Hi there, everyone....
I am starting this thread in order to get some insight from anyone who would be kind enough to provide it...
I have heard of Aikido schools that are independent, in the sense that they don't belong under an official "umbrella " like Aikikai....
So, I was wondering, does anyone know how does this get officially done? I mean, how can you be a legitimately and officially independent Aikido ryu?
I would like to thank in advance anyone who would take the time to reply...


----------



## jobo (Oct 25, 2019)

Duncan McLeod said:


> Hi there, everyone....
> I am starting this thread in order to get some insight from anyone who would be kind enough to provide it...
> I have heard of Aikido schools that are independent, in the sense that they don't belong under an official "umbrella " like Aikikai....
> So, I was wondering, does anyone know how does this get officially done? I mean, how can you be a legitimately and officially independent Aikido ryu?
> I would like to thank in advance anyone who would take the time to reply...


as far as i know you can set up an independent school teaching any martial art, as long as you don't claim membership of a body that's just fine.

the question then is are they any good ? in answer there seems to be a lot of schools who are part of a governing body that are terrible and there seems no reason with out further exploration to assume they are worse


----------



## Gerry Seymour (Oct 25, 2019)

Duncan McLeod said:


> Hi there, everyone....
> I am starting this thread in order to get some insight from anyone who would be kind enough to provide it...
> I have heard of Aikido schools that are independent, in the sense that they don't belong under an official "umbrella " like Aikikai....
> So, I was wondering, does anyone know how does this get officially done?

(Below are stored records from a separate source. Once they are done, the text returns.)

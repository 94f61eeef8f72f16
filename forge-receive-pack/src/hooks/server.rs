//! The receiving side of the hook channel.
//!
//! Each push session gets a bearer token from the [`SessionRegistry`]; a call is only served
//! while its session is live, and the session is authoritative for who pushes where.

use std::sync::Arc;

use axum::extract::{Path, State};
use axum::http::{header, HeaderMap, StatusCode};
use axum::response::{IntoResponse, Response};
use axum::routing::post;
use axum::{Json, Router};

use super::{HookHandler, HookInput, HookKind, HookOutput};
use crate::error::Class;
use crate::session::{PushSession, SessionRegistry};
use crate::Error;

#[derive(Clone)]
struct HookState {
    sessions: SessionRegistry,
    handler: Arc<dyn HookHandler>,
}

/// Routes `POST /v1/githook/{kind}` to `handler`.
pub fn router(sessions: SessionRegistry, handler: Arc<dyn HookHandler>) -> Router {
    Router::new()
        .route("/v1/githook/:kind", post(handle))
        .with_state(HookState { sessions, handler })
}

fn bearer(headers: &HeaderMap) -> Option<&str> {
    headers
        .get(header::AUTHORIZATION)?
        .to_str()
        .ok()?
        .strip_prefix("Bearer ")
        .map(str::trim)
}

async fn handle(
    State(state): State<HookState>,
    Path(kind): Path<String>,
    headers: HeaderMap,
    Json(input): Json<HookInput>,
) -> Response {
    let Ok(kind) = kind.parse::<HookKind>() else {
        return (StatusCode::NOT_FOUND, format!("unknown hook {kind:?}")).into_response();
    };
    let Some(session) = bearer(&headers).and_then(|token| state.sessions.get(token)) else {
        tracing::warn!(hook = %kind, "hook call without a live session");
        return (StatusCode::UNAUTHORIZED, "unknown push session").into_response();
    };
    if let Err(err) = session.verify(&input) {
        tracing::warn!(hook = %kind, session = %session.id(), error = %err, "hook payload does not match its session");
        return (StatusCode::FORBIDDEN, err.to_string()).into_response();
    }

    match dispatch(state.handler, session, kind, input).await {
        Ok(out) => Json(out).into_response(),
        Err(err) => error_response(kind, &err),
    }
}

async fn dispatch(
    handler: Arc<dyn HookHandler>,
    session: Arc<PushSession>,
    kind: HookKind,
    input: HookInput,
) -> Result<HookOutput, Error> {
    match kind {
        HookKind::PreReceive => handler.pre_receive(&session, &input).await,
        HookKind::Update => handler.update(&session, &input).await,
        // Refs have moved already, so reporting runs to completion even if the caller hangs up.
        HookKind::PostReceive => tokio::spawn(async move { handler.post_receive(&session, &input).await })
            .await
            .map_err(|err| Error::Bug(format!("post-receive task failed: {err}")))?,
    }
}

fn error_response(kind: HookKind, err: &Error) -> Response {
    match err {
        Error::Forbidden(_) => (StatusCode::FORBIDDEN, err.to_string()).into_response(),
        _ => {
            if err.class() == Class::FatalBug {
                tracing::error!(hook = %kind, error = %err, "hook call failed");
            }
            (StatusCode::INTERNAL_SERVER_ERROR, "internal error while checking the push").into_response()
        }
    }
}

#[cfg(test)]
mod tests {
    use super::*;
    use axum::body::Body;
    use axum::http::Request;
    use tokio_util::sync::CancellationToken;
    use tower::ServiceExt;

    struct Echo;

    #[async_trait::async_trait]
    impl HookHandler for Echo {
        async fn pre_receive(&self, _: &PushSession, input: &HookInput) -> Result<HookOutput, Error> {
            let mut out = HookOutput::default();
            out.message(format!("{} updates", input.ref_updates.len()));
            Ok(out)
        }
        async fn update(&self, _: &PushSession, _: &HookInput) -> Result<HookOutput, Error> {
            Err(Error::Store("db down".into()))
        }
        async fn post_receive(&self, _: &PushSession, _: &HookInput) -> Result<HookOutput, Error> {
            Ok(HookOutput::default())
        }
    }

    fn request(kind: &str, token: Option<&str>, repo_id: i64) -> Request<Body> {
        let body = serde_json::json!({"repoId": repo_id, "principalId": 2, "refUpdates": []});
        let mut req = Request::post(format!("/v1/githook/{kind}")).header(header::CONTENT_TYPE, "application/json");
        if let Some(token) = token {
            req = req.header(header::AUTHORIZATION, format!("Bearer {token}"));
        }
        req.body(Body::from(body.to_string())).unwrap()
    }

    #[tokio::test]
    async fn calls_need_a_live_matching_session() {
        let sessions = SessionRegistry::new();
        let app = router(sessions.clone(), Arc::new(Echo));
        let guard = sessions.open(PushSession::new(1, 2, false, CancellationToken::new()));

        let res = app.clone().oneshot(request("pre-receive", None, 1)).await.unwrap();
        assert_eq!(res.status(), StatusCode::UNAUTHORIZED);
        let res = app.clone().oneshot(request("pre-receive", Some("bogus"), 1)).await.unwrap();
        assert_eq!(res.status(), StatusCode::UNAUTHORIZED);
        let res = app.clone().oneshot(request("pre-receive", Some(guard.token()), 7)).await.unwrap();
        assert_eq!(res.status(), StatusCode::FORBIDDEN);
        let res = app.clone().oneshot(request("pre-commit", Some(guard.token()), 1)).await.unwrap();
        assert_eq!(res.status(), StatusCode::NOT_FOUND);

        let res = app.clone().oneshot(request("pre-receive", Some(guard.token()), 1)).await.unwrap();
        assert_eq!(res.status(), StatusCode::OK);
        let token = guard.token().to_owned();
        drop(guard);
        let res = app.oneshot(request("pre-receive", Some(&token), 1)).await.unwrap();
        assert_eq!(res.status(), StatusCode::UNAUTHORIZED);
    }

    #[tokio::test]
    async fn failures_become_generic_server_errors() {
        let sessions = SessionRegistry::new();
        let app = router(sessions.clone(), Arc::new(Echo));
        let guard = sessions.open(PushSession::new(1, 2, false, CancellationToken::new()));
        let res = app.oneshot(request("update", Some(guard.token()), 1)).await.unwrap();
        assert_eq!(res.status(), StatusCode::INTERNAL_SERVER_ERROR);
        let body = axum::body::to_bytes(res.into_body(), usize::MAX).await.unwrap();
        assert!(!String::from_utf8_lossy(&body).contains("db down"));
    }
}
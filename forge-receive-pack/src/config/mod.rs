//! Configuration of the push pipeline, read from a git-config formatted file.
//!
//! # Configuration Keys
//!
//! ## Server
//! - `server.gitRoot`: directory holding the repositories by git uid
//! - `server.gitBinary`: the git executable (default `git`)
//! - `server.baseUrl`: root of the web UI, used for pull request links
//! - `server.apiHost`: realm of the basic auth challenge
//! - `server.instanceId`: source id stamped on published events
//!
//! ## Hooks
//! See [`HookConfig`].
//!
//! ## Limits
//! - `limits.maxRepoSize`: bytes, 0 for unlimited
//! - `limits.maxReposPerSpace`: 0 for unlimited
//! - `limits.sizeCacheTtl`: seconds a cached repository size stays fresh (default 60)
//!
//! ## Guards
//! See [`GuardConfig`].
//!
//! ## Pull requests, clients, events and AI review
//! - `pullreq.flow`: `github` (default) or `zentao`
//! - `client.fitPrefix`, `client.pipelineAgent`: admitted user agents for repositories that
//!   require the fit client
//! - `events.path`: JSON lines event stream, in memory if unset
//! - `events.workers`: concurrent deliveries of the dispatcher (default 4)
//! - `events.maxAttempts`: delivery attempts before a record is dead-lettered (default 3)
//! - `ai.reviewTimeout`: seconds (default 30)
//! - `ai.maxCommentLength`: characters (default 65536)

use std::path::PathBuf;
use std::time::Duration;

use gix_config::File;

use crate::Error;

pub mod guards;
pub mod hooks;

pub use guards::GuardConfig;
pub use hooks::HookConfig;

/// Result type for configuration parsing operations.
pub type Result<T> = std::result::Result<T, Error>;

#[derive(Debug, Clone, PartialEq, Eq)]
pub struct ServerConfig {
    pub git_root: PathBuf,
    pub git_binary: String,
    pub base_url: String,
    pub api_host: String,
    pub instance_id: String,
}

impl Default for ServerConfig {
    fn default() -> Self {
        ServerConfig {
            git_root: PathBuf::from("repos"),
            git_binary: "git".into(),
            base_url: "http://localhost:3000".into(),
            api_host: "localhost".into(),
            instance_id: "forge".into(),
        }
    }
}

impl ServerConfig {
    pub fn from_config(config: &File<'_>) -> Result<Self> {
        let mut server = Self::default();
        if let Some(root) = string(config, "server.gitRoot") {
            server.git_root = root.into();
        }
        if let Some(binary) = string(config, "server.gitBinary") {
            server.git_binary = binary;
        }
        if let Some(url) = string(config, "server.baseUrl") {
            server.base_url = url.trim_end_matches('/').to_owned();
        }
        if let Some(host) = string(config, "server.apiHost") {
            server.api_host = host;
        }
        if let Some(id) = string(config, "server.instanceId") {
            server.instance_id = id;
        }
        Ok(server)
    }

    /// The on-disk directory of the repository with `git_uid`.
    pub fn repo_dir(&self, git_uid: &str) -> PathBuf {
        self.git_root.join(format!("{git_uid}.git"))
    }
}

#[derive(Debug, Clone, Copy, PartialEq, Eq)]
pub struct LimitsConfig {
    /// Bytes, zero for no limit.
    pub max_repo_size: u64,
    /// Zero for no limit.
    pub max_repos_per_space: u64,
    pub size_cache_ttl: Duration,
}

impl Default for LimitsConfig {
    fn default() -> Self {
        LimitsConfig {
            max_repo_size: 0,
            max_repos_per_space: 0,
            size_cache_ttl: Duration::from_secs(60),
        }
    }
}

impl LimitsConfig {
    pub fn from_config(config: &File<'_>) -> Result<Self> {
        let mut limits = Self::default();
        if let Some(v) = integer(config, "limits.maxRepoSize")? {
            limits.max_repo_size = non_negative(v, "limits.maxRepoSize")?;
        }
        if let Some(v) = integer(config, "limits.maxReposPerSpace")? {
            limits.max_repos_per_space = non_negative(v, "limits.maxReposPerSpace")?;
        }
        if let Some(v) = integer(config, "limits.sizeCacheTtl")? {
            limits.size_cache_ttl = Duration::from_secs(non_negative(v, "limits.sizeCacheTtl")?);
        }
        Ok(limits)
    }

    pub fn is_unlimited(&self) -> bool {
        self.max_repo_size == 0 && self.max_repos_per_space == 0
    }
}

/// How pushed branches relate to pull requests.
#[derive(Debug, Clone, Copy, Default, PartialEq, Eq)]
pub enum PullReqFlow {
    #[default]
    Github,
    /// Branches are opened through the project tracker together with their pull request,
    /// which then announces the branch itself.
    Zentao,
}

#[derive(Debug, Clone, Default, PartialEq, Eq)]
pub struct PullReqConfig {
    pub flow: PullReqFlow,
}

impl PullReqConfig {
    pub fn from_config(config: &File<'_>) -> Result<Self> {
        let flow = match string(config, "pullreq.flow").as_deref() {
            None | Some("github") => PullReqFlow::Github,
            Some("zentao") => PullReqFlow::Zentao,
            Some(other) => {
                return Err(Error::Config(format!(
                    "'pullreq.flow' must be 'github' or 'zentao', got: {other}"
                )))
            }
        };
        Ok(PullReqConfig { flow })
    }
}

#[derive(Debug, Clone, PartialEq, Eq)]
pub struct ClientConfig {
    pub fit_prefix: String,
    pub pipeline_agent: Option<String>,
}

impl Default for ClientConfig {
    fn default() -> Self {
        ClientConfig {
            fit_prefix: "git-fit/".into(),
            pipeline_agent: None,
        }
    }
}

impl ClientConfig {
    pub fn from_config(config: &File<'_>) -> Result<Self> {
        let mut client = Self::default();
        if let Some(prefix) = string(config, "client.fitPrefix") {
            client.fit_prefix = prefix;
        }
        client.pipeline_agent = string(config, "client.pipelineAgent");
        Ok(client)
    }

    pub fn agent_policy(&self) -> forge_serve_core::ClientAgentPolicy {
        let policy = forge_serve_core::ClientAgentPolicy::new(self.fit_prefix.clone());
        match &self.pipeline_agent {
            Some(agent) => policy.with_pipeline_agent(agent.clone()),
            None => policy,
        }
    }
}

#[derive(Debug, Clone, PartialEq, Eq)]
pub struct EventsConfig {
    pub path: Option<PathBuf>,
    pub workers: usize,
    pub max_attempts: u32,
}

impl Default for EventsConfig {
    fn default() -> Self {
        EventsConfig {
            path: None,
            workers: 4,
            max_attempts: 3,
        }
    }
}

impl EventsConfig {
    pub fn from_config(config: &File<'_>) -> Result<Self> {
        let mut events = Self::default();
        events.path = string(config, "events.path").map(PathBuf::from);
        if let Some(v) = integer(config, "events.workers")? {
            events.workers = positive(v, "events.workers")? as usize;
        }
        if let Some(v) = integer(config, "events.maxAttempts")? {
            events.max_attempts = positive(v, "events.maxAttempts")? as u32;
        }
        Ok(events)
    }
}

#[derive(Debug, Clone, Copy, PartialEq, Eq)]
pub struct AiConfig {
    pub review_timeout: Duration,
    pub max_comment_length: usize,
}

impl Default for AiConfig {
    fn default() -> Self {
        AiConfig {
            review_timeout: Duration::from_secs(30),
            max_comment_length: 65536,
        }
    }
}

impl AiConfig {
    pub fn from_config(config: &File<'_>) -> Result<Self> {
        let mut ai = Self::default();
        if let Some(v) = integer(config, "ai.reviewTimeout")? {
            ai.review_timeout = Duration::from_secs(positive(v, "ai.reviewTimeout")?);
        }
        if let Some(v) = integer(config, "ai.maxCommentLength")? {
            ai.max_comment_length = positive(v, "ai.maxCommentLength")? as usize;
        }
        Ok(ai)
    }
}

/// The complete configuration.
#[derive(Debug, Clone, Default, PartialEq, Eq)]
pub struct Config {
    pub server: ServerConfig,
    pub hooks: HookConfig,
    pub limits: LimitsConfig,
    pub guards: GuardConfig,
    pub pullreq: PullReqConfig,
    pub client: ClientConfig,
    pub events: EventsConfig,
    pub ai: AiConfig,
}

/// Load all configuration sections from a git config snapshot.
pub fn load_all_config(config: &File<'_>) -> Result<Config> {
    Ok(Config {
        server: ServerConfig::from_config(config)?,
        hooks: HookConfig::from_config(config)?,
        limits: LimitsConfig::from_config(config)?,
        guards: GuardConfig::from_config(config)?,
        pullreq: PullReqConfig::from_config(config)?,
        client: ClientConfig::from_config(config)?,
        events: EventsConfig::from_config(config)?,
        ai: AiConfig::from_config(config)?,
    })
}

/// Parse `text` and load all configuration sections from it.
pub fn from_str(text: &str) -> Result<Config> {
    let file = File::try_from(text).map_err(|e| Error::Config(e.to_string()))?;
    load_all_config(&file)
}

pub(crate) fn string(config: &File<'_>, key: &str) -> Option<String> {
    config.string(key).map(|v| v.to_string())
}

pub(crate) fn strings(config: &File<'_>, key: &str) -> Vec<String> {
    config
        .strings(key)
        .map(|values| values.into_iter().map(|v| v.to_string()).collect())
        .unwrap_or_default()
}

pub(crate) fn integer(config: &File<'_>, key: &str) -> Result<Option<i64>> {
    config
        .integer(key)
        .transpose()
        .map_err(|e| Error::Config(format!("invalid integer value for '{key}': {e}")))
}

pub(crate) fn boolean(config: &File<'_>, key: &str) -> Result<Option<bool>> {
    config
        .boolean(key)
        .transpose()
        .map_err(|e| Error::Config(format!("invalid boolean value for '{key}': {e}")))
}

fn non_negative(value: i64, key: &str) -> Result<u64> {
    u64::try_from(value).map_err(|_| Error::Config(format!("value for '{key}' must be non-negative, got: {value}")))
}

fn positive(value: i64, key: &str) -> Result<u64> {
    match non_negative(value, key)? {
        0 => Err(Error::Config(format!("value for '{key}' must be positive, got: 0"))),
        v => Ok(v),
    }
}

#[cfg(test)]
mod tests {
    use super::*;
    use pretty_assertions::assert_eq;

    #[test]
    fn defaults_without_any_sections() {
        let config = from_str("").unwrap();
        assert_eq!(config, Config::default());
        assert!(config.limits.is_unlimited());
        assert_eq!(config.events.workers, 4);
        assert_eq!(config.ai.review_timeout, Duration::from_secs(30));
    }

    #[test]
    fn all_sections() {
        let config = from_str(
            "[server]\n\tgitRoot = /srv/git\n\tbaseUrl = https://forge.example.com/\n\tapiHost = api.example.com\n\
             [limits]\n\tmaxRepoSize = 1024\n\tsizeCacheTtl = 5\n\
             [pullreq]\n\tflow = zentao\n\
             [client]\n\tfitPrefix = git-fit/\n\tpipelineAgent = forge-ci\n\
             [events]\n\tpath = /var/lib/forge/events.jsonl\n\tworkers = 2\n\tmaxAttempts = 5\n\
             [ai]\n\treviewTimeout = 10\n\tmaxCommentLength = 100\n",
        )
        .unwrap();
        assert_eq!(config.server.git_root, PathBuf::from("/srv/git"));
        assert_eq!(config.server.base_url, "https://forge.example.com");
        assert_eq!(config.server.repo_dir("abc"), PathBuf::from("/srv/git/abc.git"));
        assert_eq!(config.limits.max_repo_size, 1024);
        assert_eq!(config.limits.size_cache_ttl, Duration::from_secs(5));
        assert_eq!(config.pullreq.flow, PullReqFlow::Zentao);
        assert_eq!(config.client.pipeline_agent.as_deref(), Some("forge-ci"));
        assert_eq!(config.events.path, Some(PathBuf::from("/var/lib/forge/events.jsonl")));
        assert_eq!(config.events.max_attempts, 5);
        assert_eq!(config.ai.max_comment_length, 100);
    }

    #[test]
    fn invalid_values_are_config_errors() {
        let err = from_str("[limits]\n\tmaxRepoSize = -1\n").unwrap_err();
        assert!(err.to_string().contains("must be non-negative"));
        assert!(matches!(from_str("[events]\n\tworkers = 0\n"), Err(Error::Config(_))));
        assert!(matches!(from_str("[pullreq]\n\tflow = gitlab\n"), Err(Error::Config(_))));
        assert!(matches!(from_str("[limits]\n\tmaxRepoSize = lots\n"), Err(Error::Config(_))));
    }
}
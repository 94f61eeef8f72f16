use std::ffi::OsString;
use std::path::Path;
use std::process::{Output, Stdio};

use async_trait::async_trait;
use bstr::ByteSlice;
use gix_hash::ObjectId;

use super::{prepare, AddedLine, FilePatch, GitReader, ObjectInfo, ReadParams};
use crate::Error;

/// [`GitReader`] implemented by running the `git` binary.
#[derive(Debug, Clone)]
pub struct GitCli {
    binary: OsString,
}

impl Default for GitCli {
    fn default() -> Self {
        GitCli::new("git")
    }
}

impl GitCli {
    pub fn new(binary: impl Into<OsString>) -> Self {
        GitCli { binary: binary.into() }
    }

    pub fn binary(&self) -> &std::ffi::OsStr {
        &self.binary
    }

    async fn output(&self, prepare: gix_command::Prepare) -> Result<Output, Error> {
        let mut cmd: std::process::Command = prepare.into();
        cmd.stdin(Stdio::null());
        self.output_of(cmd).await
    }

    async fn output_of(&self, cmd: std::process::Command) -> Result<Output, Error> {
        tracing::trace!(?cmd, "running git");
        Ok(tokio::process::Command::from(cmd).kill_on_drop(true).output().await?)
    }

    /// Run `git <args>` and return stdout, failing on a non-zero exit.
    async fn run(&self, params: &ReadParams, args: &[&str]) -> Result<Vec<u8>, Error> {
        let output = self
            .output(prepare(&self.binary, params)?.args(args.iter().copied()))
            .await?;
        if !output.status.success() {
            let subcommand = args
                .iter()
                .find(|a| !a.starts_with('-') && !a.contains('='))
                .copied()
                .unwrap_or_default();
            return Err(Error::git(subcommand, output.status, &output.stderr));
        }
        Ok(output.stdout)
    }
}

#[async_trait]
impl GitReader for GitCli {
    async fn is_ancestor(&self, params: &ReadParams, ancestor: ObjectId, descendant: ObjectId) -> Result<bool, Error> {
        let (a, d) = (ancestor.to_string(), descendant.to_string());
        let output = self
            .output(prepare(&self.binary, params)?.args(["merge-base", "--is-ancestor", a.as_str(), d.as_str()]))
            .await?;
        match output.status.code() {
            Some(0) => Ok(true),
            Some(1) => Ok(false),
            _ => Err(Error::git("merge-base", output.status, &output.stderr)),
        }
    }

    async fn new_commits(&self, params: &ReadParams, tips: &[ObjectId]) -> Result<Vec<ObjectId>, Error> {
        if tips.is_empty() {
            return Ok(Vec::new());
        }
        let tips: Vec<String> = tips.iter().map(ToString::to_string).collect();
        let mut args = vec!["rev-list"];
        args.extend(tips.iter().map(String::as_str));
        args.extend(["--not", "--all"]);
        let out = self.run(params, &args).await?;
        out.lines()
            .filter(|l| !l.is_empty())
            .map(|l| ObjectId::from_hex(l).map_err(|e| Error::Protocol(format!("rev-list printed {:?}: {e}", l.as_bstr()))))
            .collect()
    }

    async fn added_lines(&self, params: &ReadParams, commit: ObjectId) -> Result<Vec<FilePatch>, Error> {
        let commit = commit.to_string();
        let out = self
            .run(
                params,
                &[
                    "-c",
                    "core.quotePath=false",
                    "diff-tree",
                    "-r",
                    "-p",
                    "-U0",
                    "--no-color",
                    "--no-renames",
                    "--no-commit-id",
                    "--root",
                    commit.as_str(),
                ],
            )
            .await?;
        Ok(parse_added_lines(&out))
    }

    async fn list_objects(&self, params: &ReadParams, object_dir: &Path) -> Result<Vec<ObjectInfo>, Error> {
        let scoped = ReadParams::new(&params.repo_dir);
        let mut cmd: std::process::Command = prepare(&self.binary, &scoped)?
            .args([
                "cat-file",
                "--batch-all-objects",
                "--batch-check=%(objectname) %(objecttype) %(objectsize)",
            ])
            .env("GIT_OBJECT_DIRECTORY", object_dir)
            .into();
        cmd.env_remove("GIT_ALTERNATE_OBJECT_DIRECTORIES").stdin(Stdio::null());
        let output = self.output_of(cmd).await?;
        if !output.status.success() {
            return Err(Error::git("cat-file", output.status, &output.stderr));
        }
        output
            .stdout
            .lines()
            .filter(|l| !l.is_empty())
            .map(parse_batch_check)
            .collect()
    }

    async fn read_file(&self, params: &ReadParams, rev: ObjectId, path: &str) -> Result<Option<Vec<u8>>, Error> {
        let rev = rev.to_string();
        let listing = self.run(params, &["ls-tree", "-z", rev.as_str(), "--", path]).await?;
        let Some(entry) = listing.split_str("\0").find(|e| !e.is_empty()) else {
            return Ok(None);
        };
        // <mode> SP <type> SP <object> TAB <file>
        let mut fields = entry.split(|b| *b == b' ' || *b == b'\t');
        let (Some(_mode), Some(kind), Some(id)) = (fields.next(), fields.next(), fields.next()) else {
            return Err(Error::Protocol(format!("unexpected ls-tree entry {:?}", entry.as_bstr())));
        };
        if kind != b"blob" {
            return Ok(None);
        }
        let id = id.to_str().map_err(|e| Error::Protocol(e.to_string()))?;
        self.run(params, &["cat-file", "blob", id]).await.map(Some)
    }

    async fn diff_file_names(&self, params: &ReadParams, old: ObjectId, new: ObjectId) -> Result<Vec<String>, Error> {
        let (old, new) = (old.to_string(), new.to_string());
        let out = self
            .run(
                params,
                &["diff", "--name-only", "--no-renames", "-z", old.as_str(), new.as_str()],
            )
            .await?;
        Ok(out
            .split_str("\0")
            .filter(|p| !p.is_empty())
            .map(|p| p.to_str_lossy().into_owned())
            .collect())
    }
}

fn parse_batch_check(line: &[u8]) -> Result<ObjectInfo, Error> {
    let bad = || Error::Protocol(format!("unexpected batch-check line {:?}", line.as_bstr()));
    let mut fields = line.splitn_str(3, " ");
    let (Some(id), Some(kind), Some(size)) = (fields.next(), fields.next(), fields.next()) else {
        return Err(bad());
    };
    Ok(ObjectInfo {
        id: ObjectId::from_hex(id).map_err(|_| bad())?,
        kind: kind.to_str().map_err(|_| bad())?.parse()?,
        size: size.to_str().ok().and_then(|s| s.parse().ok()).ok_or_else(bad)?,
    })
}

/// Collect added lines from zero-context patch output.
pub(crate) fn parse_added_lines(patch: &[u8]) -> Vec<FilePatch> {
    let mut files: Vec<FilePatch> = Vec::new();
    let mut current: Option<usize> = None;
    let mut in_header = false;
    let mut next_line = 0u32;
    for line in patch.lines() {
        if line.starts_with(b"diff --git ") {
            in_header = true;
            current = None;
            continue;
        }
        if in_header {
            if let Some(path) = line.strip_prefix(b"+++ ") {
                if path != b"/dev/null" {
                    let path = path.strip_prefix(b"b/").unwrap_or(path);
                    files.push(FilePatch {
                        path: path.to_str_lossy().into_owned(),
                        added: Vec::new(),
                    });
                    current = Some(files.len() - 1);
                }
                continue;
            }
            if !line.starts_with(b"@@") {
                continue;
            }
            in_header = false;
        }
        if line.starts_with(b"@@") {
            next_line = hunk_new_start(line).unwrap_or(0);
            continue;
        }
        if let Some(text) = line.strip_prefix(b"+") {
            if let Some(file) = current.and_then(|idx| files.get_mut(idx)) {
                file.added.push(AddedLine {
                    number: next_line,
                    text: text.to_str_lossy().into_owned(),
                });
            }
            next_line += 1;
        }
    }
    files.retain(|f| !f.added.is_empty());
    files
}

/// The start line of the new side in `@@ -a,b +c,d @@`.
fn hunk_new_start(line: &[u8]) -> Option<u32> {
    let plus = line.find_byte(b'+')?;
    let rest = &line[plus + 1..];
    let end = rest.find_byteset(b", ").unwrap_or(rest.len());
    rest[..end].to_str().ok()?.parse().ok()
}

I mean, how can you be a legitimately and officially independent Aikido ryu?
> I would like to thank in advance anyone who would take the time to reply...


I don't think any of the ones I've met did anything official. They simply teach their Aikido, without being affiliated with an organization. I attended an interesting one in Florida a couple of months ago, where they had incorporated some decent ground work (one of the instructors has BJJ training), and some other bits. But they still practiced in what I'd consider a traditional Aikido approach.


----------



## Gerry Seymour (Oct 25, 2019)

jobo said:


> as far as i know you can set up an independent school teaching any martial art, as long as you don't claim membership of a body that's just fine.
> 
> the question then is are they any good ? in answer there seems to be a lot of schools who are part of a governing body that are terrible and there seems no reason with out further exploration to assume they are worse


Yeah, my experience with independent schools is they're exactly as reliable as affiliated schools. Meaning, they may or may not be any good.


----------



## Headhunter (Oct 25, 2019)

Easy find a location and start teaching. Easy.


----------



## frank raud (Oct 25, 2019)

It is possible that the instructor trained in one of the recognized organizations (aikikai, etc), but due to internal politics decided to leave the organization.


----------



## Xue Sheng (Oct 25, 2019)

I knew a guy who opened an Aki-jutsu school about 20 years ago, then decided to cal it Aikido, and he was never under an organization


----------



## Duncan McLeod (Oct 25, 2019)

Ok, first of all thanks a million each and everyone who took the time to reply to my post, I really appreciate it...
Every answer is valuable and it provides with a lot of insight...Yet, I still have one more question...Does anyone know how such a thing can be done? Is there any way to be independent, yet recognized by some specific procedure? Does one have to declare his school an independent athletic organisation or is there some more traditional, Japanese (or not) martial arts way...? Once again I thank you all and I'll be waiting for your priceless insight...


----------



## jobo (Oct 25, 2019)

Duncan McLeod said:


> Ok, first of all thanks a million each and everyone who took the time to reply to my post, I really appreciate it...
> Every answer is valuable and it provides with a lot of insight...Yet, I still have one more question...Does anyone know how such a thing can be done? Is there any way to be independent, yet recognized by some specific procedure? Does one have to declare his school an independent athletic organisation or is there some more traditional, Japanese (or not) martial arts way...? Once again I thank you all and I'll be waiting for your priceless insight...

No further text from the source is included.